* _HOW TO COMPLETE THIS TASK_:
In the records below, the line with "if index >= self.clip.len()" opens the range and the line with "ticker.tick().await;" closes it; print that range exactly and nothing else.

Stored data
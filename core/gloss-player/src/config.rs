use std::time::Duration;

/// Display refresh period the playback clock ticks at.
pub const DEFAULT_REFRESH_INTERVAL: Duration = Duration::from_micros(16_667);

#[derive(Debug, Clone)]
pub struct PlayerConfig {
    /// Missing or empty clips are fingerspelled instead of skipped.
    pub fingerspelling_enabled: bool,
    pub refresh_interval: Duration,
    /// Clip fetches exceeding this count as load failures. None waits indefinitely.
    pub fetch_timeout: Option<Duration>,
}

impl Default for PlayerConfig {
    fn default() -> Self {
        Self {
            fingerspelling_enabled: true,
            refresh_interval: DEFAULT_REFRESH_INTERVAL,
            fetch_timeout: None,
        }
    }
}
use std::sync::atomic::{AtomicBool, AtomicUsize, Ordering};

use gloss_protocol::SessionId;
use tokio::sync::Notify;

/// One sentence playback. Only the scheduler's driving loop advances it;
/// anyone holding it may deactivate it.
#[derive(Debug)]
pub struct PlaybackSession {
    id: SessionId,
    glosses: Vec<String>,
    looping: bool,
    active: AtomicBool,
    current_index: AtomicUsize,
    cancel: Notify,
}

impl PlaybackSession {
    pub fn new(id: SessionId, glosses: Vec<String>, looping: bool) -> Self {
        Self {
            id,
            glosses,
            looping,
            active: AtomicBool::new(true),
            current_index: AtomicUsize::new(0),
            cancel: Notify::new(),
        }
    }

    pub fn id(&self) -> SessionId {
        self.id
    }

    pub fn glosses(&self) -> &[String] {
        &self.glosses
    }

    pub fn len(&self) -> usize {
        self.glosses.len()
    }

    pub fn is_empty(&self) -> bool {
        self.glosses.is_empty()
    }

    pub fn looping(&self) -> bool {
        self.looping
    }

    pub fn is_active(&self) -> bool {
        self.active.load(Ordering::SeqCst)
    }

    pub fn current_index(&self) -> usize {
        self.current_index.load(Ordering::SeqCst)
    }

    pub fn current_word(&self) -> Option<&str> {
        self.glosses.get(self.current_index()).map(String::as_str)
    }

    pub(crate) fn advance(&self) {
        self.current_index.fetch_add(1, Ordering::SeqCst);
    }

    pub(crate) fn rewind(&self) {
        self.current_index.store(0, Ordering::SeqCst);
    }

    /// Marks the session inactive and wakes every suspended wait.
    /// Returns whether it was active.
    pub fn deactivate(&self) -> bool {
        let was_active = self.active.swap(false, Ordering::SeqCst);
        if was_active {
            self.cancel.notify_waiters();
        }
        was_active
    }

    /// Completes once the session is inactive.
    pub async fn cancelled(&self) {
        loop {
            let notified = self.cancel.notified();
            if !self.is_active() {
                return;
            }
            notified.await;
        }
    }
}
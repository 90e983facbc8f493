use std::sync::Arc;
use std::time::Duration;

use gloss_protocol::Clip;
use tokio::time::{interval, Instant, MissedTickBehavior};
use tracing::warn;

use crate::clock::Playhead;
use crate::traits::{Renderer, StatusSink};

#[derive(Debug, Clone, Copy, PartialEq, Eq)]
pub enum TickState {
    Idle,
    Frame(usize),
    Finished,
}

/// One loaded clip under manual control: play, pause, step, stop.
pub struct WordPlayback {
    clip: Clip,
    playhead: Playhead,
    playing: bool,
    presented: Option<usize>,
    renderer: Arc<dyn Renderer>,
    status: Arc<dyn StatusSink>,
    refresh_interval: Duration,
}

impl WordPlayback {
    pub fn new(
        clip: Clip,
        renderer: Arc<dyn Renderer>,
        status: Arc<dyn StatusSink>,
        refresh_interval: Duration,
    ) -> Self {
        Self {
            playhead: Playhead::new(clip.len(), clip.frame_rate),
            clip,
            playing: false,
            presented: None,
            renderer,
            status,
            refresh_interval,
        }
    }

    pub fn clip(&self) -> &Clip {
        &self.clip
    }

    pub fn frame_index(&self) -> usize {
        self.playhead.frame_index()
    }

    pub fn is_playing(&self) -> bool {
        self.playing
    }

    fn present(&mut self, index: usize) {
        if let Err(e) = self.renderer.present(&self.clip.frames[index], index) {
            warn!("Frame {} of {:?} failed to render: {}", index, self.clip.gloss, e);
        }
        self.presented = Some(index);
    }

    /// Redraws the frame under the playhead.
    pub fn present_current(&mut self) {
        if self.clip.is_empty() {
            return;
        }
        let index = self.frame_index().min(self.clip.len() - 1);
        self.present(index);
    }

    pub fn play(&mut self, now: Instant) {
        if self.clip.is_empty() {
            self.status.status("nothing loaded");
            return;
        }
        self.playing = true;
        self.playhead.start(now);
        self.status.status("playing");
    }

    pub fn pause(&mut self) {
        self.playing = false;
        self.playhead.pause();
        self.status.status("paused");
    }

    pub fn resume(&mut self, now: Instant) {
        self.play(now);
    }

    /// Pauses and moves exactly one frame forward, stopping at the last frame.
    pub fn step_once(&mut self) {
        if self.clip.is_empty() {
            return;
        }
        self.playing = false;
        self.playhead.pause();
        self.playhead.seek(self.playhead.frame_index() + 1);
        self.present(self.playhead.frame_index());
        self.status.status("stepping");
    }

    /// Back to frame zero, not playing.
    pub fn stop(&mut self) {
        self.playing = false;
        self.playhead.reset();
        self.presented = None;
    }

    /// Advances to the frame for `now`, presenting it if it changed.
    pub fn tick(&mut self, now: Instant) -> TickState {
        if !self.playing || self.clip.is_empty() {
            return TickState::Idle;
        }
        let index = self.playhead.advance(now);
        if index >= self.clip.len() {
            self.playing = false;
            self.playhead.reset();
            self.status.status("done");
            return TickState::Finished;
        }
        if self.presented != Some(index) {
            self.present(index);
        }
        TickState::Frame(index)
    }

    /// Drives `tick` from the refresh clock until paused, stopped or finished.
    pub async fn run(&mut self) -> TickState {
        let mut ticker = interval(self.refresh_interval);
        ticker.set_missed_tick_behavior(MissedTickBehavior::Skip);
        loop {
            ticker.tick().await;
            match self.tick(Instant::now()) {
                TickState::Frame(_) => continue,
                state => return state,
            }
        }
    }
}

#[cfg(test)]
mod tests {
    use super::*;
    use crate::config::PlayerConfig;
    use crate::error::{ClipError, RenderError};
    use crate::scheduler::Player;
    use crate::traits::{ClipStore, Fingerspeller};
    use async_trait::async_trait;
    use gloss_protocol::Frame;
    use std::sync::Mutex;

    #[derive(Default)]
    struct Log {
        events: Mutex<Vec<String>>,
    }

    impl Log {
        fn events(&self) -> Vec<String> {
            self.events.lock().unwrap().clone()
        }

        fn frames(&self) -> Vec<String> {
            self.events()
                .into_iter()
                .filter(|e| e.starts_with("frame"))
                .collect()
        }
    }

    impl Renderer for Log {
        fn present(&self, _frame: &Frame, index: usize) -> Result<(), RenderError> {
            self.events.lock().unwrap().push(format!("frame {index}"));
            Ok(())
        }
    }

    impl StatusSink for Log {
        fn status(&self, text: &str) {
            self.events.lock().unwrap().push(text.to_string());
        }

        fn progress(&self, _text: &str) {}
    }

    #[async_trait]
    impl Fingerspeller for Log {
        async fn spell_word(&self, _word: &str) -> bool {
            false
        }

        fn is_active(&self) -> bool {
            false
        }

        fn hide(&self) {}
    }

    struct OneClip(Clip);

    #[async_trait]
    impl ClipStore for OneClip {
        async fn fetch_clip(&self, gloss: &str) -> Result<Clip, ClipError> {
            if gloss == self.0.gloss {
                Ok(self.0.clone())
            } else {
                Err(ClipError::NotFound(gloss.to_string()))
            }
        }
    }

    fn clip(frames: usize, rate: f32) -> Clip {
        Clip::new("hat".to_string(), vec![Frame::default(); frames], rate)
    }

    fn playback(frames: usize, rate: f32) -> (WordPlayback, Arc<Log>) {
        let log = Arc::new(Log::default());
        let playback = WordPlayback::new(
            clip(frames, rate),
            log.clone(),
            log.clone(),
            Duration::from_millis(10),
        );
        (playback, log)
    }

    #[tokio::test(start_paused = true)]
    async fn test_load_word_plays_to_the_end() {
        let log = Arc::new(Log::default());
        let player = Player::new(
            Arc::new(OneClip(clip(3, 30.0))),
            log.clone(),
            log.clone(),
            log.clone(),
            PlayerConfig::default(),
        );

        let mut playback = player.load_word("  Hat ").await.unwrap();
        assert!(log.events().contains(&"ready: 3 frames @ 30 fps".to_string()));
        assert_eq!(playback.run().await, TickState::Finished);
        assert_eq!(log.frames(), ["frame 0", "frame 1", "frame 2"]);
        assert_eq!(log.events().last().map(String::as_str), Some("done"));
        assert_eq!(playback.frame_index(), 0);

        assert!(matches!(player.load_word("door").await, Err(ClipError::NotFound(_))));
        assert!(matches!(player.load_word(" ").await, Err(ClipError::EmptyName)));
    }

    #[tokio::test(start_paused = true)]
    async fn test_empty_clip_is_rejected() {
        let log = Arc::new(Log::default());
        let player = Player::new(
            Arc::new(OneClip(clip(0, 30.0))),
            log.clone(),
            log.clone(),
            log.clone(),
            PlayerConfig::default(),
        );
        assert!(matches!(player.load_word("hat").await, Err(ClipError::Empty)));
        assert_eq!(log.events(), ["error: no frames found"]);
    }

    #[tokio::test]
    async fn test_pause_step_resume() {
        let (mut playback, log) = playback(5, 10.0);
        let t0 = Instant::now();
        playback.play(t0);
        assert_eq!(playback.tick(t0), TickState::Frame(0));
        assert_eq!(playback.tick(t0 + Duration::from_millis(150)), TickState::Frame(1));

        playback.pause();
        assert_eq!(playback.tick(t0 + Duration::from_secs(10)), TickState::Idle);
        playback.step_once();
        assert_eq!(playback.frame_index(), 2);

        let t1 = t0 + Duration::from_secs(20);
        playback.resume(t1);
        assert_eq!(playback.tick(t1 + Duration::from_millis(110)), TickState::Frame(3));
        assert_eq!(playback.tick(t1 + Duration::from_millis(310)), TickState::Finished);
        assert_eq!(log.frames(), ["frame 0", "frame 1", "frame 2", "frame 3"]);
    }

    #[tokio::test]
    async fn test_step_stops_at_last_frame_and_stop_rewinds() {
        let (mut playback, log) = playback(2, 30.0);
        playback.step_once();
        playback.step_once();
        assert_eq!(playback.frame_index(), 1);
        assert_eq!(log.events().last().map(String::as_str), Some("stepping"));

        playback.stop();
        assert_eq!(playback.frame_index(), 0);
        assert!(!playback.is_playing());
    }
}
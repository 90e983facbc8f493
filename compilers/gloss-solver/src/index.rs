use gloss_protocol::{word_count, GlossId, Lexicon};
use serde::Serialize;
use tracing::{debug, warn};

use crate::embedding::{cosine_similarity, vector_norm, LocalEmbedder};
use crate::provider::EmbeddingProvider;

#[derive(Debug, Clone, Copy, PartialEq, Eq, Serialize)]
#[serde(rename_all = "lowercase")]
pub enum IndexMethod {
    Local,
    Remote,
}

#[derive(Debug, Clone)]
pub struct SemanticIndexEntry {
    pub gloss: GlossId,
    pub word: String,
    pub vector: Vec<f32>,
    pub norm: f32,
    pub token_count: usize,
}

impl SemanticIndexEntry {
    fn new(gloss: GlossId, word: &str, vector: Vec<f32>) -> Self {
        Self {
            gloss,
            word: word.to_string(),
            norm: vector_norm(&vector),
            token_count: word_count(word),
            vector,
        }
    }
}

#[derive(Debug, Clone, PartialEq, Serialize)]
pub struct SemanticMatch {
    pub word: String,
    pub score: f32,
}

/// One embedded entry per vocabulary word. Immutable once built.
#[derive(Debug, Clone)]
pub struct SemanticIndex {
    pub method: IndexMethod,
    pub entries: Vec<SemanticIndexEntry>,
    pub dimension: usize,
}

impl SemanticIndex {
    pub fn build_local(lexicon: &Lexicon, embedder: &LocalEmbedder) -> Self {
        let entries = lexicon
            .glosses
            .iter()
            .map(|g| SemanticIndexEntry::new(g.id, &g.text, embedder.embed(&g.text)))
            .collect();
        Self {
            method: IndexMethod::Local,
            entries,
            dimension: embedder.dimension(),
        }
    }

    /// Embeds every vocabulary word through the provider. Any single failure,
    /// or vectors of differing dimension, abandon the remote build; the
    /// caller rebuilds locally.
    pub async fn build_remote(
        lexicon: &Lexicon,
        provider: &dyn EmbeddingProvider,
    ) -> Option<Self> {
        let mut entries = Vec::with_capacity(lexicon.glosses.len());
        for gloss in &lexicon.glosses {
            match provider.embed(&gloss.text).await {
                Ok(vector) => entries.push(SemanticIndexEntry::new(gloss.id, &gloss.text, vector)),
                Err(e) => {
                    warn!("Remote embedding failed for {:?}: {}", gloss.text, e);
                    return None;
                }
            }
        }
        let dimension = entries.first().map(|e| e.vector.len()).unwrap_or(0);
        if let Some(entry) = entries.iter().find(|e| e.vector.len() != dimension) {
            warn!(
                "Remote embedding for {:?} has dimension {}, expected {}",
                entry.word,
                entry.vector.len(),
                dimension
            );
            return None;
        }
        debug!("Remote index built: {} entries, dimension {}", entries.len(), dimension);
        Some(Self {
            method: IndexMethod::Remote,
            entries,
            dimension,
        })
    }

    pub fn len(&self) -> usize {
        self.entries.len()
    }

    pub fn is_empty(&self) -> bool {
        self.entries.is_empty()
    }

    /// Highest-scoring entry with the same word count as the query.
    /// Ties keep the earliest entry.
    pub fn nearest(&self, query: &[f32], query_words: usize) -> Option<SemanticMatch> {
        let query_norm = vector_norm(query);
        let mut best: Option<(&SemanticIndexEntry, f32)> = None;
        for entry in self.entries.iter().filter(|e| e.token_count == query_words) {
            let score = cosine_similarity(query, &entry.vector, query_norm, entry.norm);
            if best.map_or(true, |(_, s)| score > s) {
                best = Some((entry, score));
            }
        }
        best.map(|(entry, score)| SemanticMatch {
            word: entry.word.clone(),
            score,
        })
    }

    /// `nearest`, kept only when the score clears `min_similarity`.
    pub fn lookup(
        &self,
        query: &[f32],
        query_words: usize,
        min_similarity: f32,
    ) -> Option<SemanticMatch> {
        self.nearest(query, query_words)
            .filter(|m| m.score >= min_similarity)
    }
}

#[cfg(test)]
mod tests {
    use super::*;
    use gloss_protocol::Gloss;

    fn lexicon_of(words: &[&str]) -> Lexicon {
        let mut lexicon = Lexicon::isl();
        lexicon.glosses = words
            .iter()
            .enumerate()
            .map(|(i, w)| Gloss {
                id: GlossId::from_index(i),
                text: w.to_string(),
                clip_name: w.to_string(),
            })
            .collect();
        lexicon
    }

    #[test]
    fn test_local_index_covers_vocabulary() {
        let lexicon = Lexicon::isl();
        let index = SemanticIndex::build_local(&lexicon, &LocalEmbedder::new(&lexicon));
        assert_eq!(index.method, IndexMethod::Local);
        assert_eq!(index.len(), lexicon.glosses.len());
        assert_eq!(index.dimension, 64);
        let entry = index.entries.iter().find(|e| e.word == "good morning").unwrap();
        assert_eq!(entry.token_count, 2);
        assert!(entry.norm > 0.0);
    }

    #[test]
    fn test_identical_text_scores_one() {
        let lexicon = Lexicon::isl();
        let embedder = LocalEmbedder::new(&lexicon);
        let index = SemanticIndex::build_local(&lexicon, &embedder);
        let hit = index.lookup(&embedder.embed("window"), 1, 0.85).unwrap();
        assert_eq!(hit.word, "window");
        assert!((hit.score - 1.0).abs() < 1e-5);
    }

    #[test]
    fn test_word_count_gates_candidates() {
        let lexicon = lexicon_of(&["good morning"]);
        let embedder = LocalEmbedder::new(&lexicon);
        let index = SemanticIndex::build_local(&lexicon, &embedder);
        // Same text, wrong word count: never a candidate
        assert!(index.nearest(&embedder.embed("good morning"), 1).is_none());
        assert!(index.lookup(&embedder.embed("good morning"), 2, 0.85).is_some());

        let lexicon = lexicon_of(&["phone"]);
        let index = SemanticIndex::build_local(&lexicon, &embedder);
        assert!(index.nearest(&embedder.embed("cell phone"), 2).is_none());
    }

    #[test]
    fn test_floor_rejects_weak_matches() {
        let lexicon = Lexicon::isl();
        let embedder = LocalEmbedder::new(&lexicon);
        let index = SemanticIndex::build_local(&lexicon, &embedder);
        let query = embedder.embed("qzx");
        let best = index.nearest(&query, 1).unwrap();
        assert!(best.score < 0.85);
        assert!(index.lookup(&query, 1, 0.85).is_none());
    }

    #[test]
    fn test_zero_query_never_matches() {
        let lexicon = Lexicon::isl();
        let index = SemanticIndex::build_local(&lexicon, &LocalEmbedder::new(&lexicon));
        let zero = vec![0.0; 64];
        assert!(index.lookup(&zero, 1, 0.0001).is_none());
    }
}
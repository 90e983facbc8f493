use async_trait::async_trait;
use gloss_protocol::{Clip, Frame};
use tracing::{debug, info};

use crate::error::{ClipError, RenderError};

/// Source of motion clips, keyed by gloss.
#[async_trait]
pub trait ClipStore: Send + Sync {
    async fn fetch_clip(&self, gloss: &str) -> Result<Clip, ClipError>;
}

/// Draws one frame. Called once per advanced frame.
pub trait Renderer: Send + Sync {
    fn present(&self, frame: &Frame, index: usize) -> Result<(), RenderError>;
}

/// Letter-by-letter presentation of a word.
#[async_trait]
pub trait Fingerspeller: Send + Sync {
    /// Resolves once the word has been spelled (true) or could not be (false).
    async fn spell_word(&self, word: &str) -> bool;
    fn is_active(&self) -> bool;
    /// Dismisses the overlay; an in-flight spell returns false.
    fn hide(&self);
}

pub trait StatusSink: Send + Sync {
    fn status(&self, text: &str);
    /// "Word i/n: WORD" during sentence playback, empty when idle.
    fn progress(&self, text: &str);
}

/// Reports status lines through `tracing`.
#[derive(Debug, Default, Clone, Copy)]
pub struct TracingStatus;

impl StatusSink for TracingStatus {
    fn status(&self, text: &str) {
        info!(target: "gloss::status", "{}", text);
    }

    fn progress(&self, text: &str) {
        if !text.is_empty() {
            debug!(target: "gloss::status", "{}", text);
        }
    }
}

* _OUTPUT_:
        if index >= self.clip.len() {
            self.playing = false;
            self.playhead.reset();
            self.status.status("done");
            return TickState::Finished;
        }
        if self.presented != Some(index) {
            self.present(index);
        }
        TickState::Frame(index)
    }

    /// Drives `tick` from the refresh clock until paused, stopped or finished.
    pub async fn run(&mut self) -> TickState {
        let mut ticker = interval(self.refresh_interval);
        ticker.set_missed_tick_behavior(MissedTickBehavior::Skip);
        loop {
            ticker.tick().await;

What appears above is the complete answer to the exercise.